Problem statement = What you give back must match the records below exactly.

Entries shown =
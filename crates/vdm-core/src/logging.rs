//! Logging init: file under the XDG state dir, or stderr when that fails.

use anyhow::Result;
use std::fs;
use std::path::PathBuf;
use std::sync::Mutex;
use tracing_subscriber::EnvFilter;

const LOG_FILE: &str = "vdm.log";

fn default_filter() -> EnvFilter {
    EnvFilter::try_from_default_env()
        .unwrap_or_else(|_| EnvFilter::new("info,vdm_core=debug,vdm_cli=debug"))
}

/// Initialize structured logging to `~/.local/state/vdm/vdm.log` and return
/// the log file path. On failure (state dir unwritable, file not creatable)
/// returns Err so the caller can fall back to `init_logging_stderr`.
pub fn init_logging() -> Result<PathBuf> {
    let xdg_dirs = xdg::BaseDirectories::with_prefix("vdm")?;
    let log_dir = xdg_dirs.get_state_home();
    fs::create_dir_all(&log_dir)?;

    let path = log_dir.join(LOG_FILE);
    let file = fs::OpenOptions::new().create(true).append(true).open(&path)?;

    tracing_subscriber::fmt()
        .with_env_filter(default_filter())
        .with_writer(Mutex::new(file))
        .with_ansi(false)
        .init();

    tracing::info!("logging to {}", path.display());
    Ok(path)
}

/// Stderr-only logging, used when the file writer cannot be set up.
pub fn init_logging_stderr() {
    tracing_subscriber::fmt()
        .with_env_filter(default_filter())
        .with_writer(std::io::stderr)
        .with_ansi(false)
        .init();
}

Solution to this task =
filename crates/vdm-core/src/logging.rs
//! Logging init: file under the XDG state dir, or stderr when that fails.

use anyhow::Result;
use std::fs;
use std::path::PathBuf;
use std::sync::Mutex;
use tracing_subscriber::EnvFilter;

const LOG_FILE: &str = "vdm.log";

fn default_filter() -> EnvFilter {
    EnvFilter::try_from_default_env()
        .unwrap_or_else(|_| EnvFilter::new("info,vdm_core=debug,vdm_cli=debug"))
}

/// Initialize structured logging to `~/.local/state/vdm/vdm.log` and return
/// the log file path. On failure (state dir unwritable, file not creatable)
/// returns Err so the caller can fall back to `init_logging_stderr`.
pub fn init_logging() -> Result<PathBuf> {
    let xdg_dirs = xdg::BaseDirectories::with_prefix("vdm")?;
    let log_dir = xdg_dirs.get_state_home();
    fs::create_dir_all(&log_dir)?;

    let path = log_dir.join(LOG_FILE);
    let file = fs::OpenOptions::new().create(true).append(true).open(&path)?;

    tracing_subscriber::fmt()
        .with_env_filter(default_filter())
        .with_writer(Mutex::new(file))
        .with_ansi(false)
        .init();

    tracing::info!("logging to {}", path.display());
    Ok(path)
}

/// Stderr-only logging, used when the file writer cannot be set up.
pub fn init_logging_stderr() {
    tracing_subscriber::fmt()
        .with_env_filter(default_filter())
        .with_writer(std::io::stderr)
        .with_ansi(false)
        .init();
}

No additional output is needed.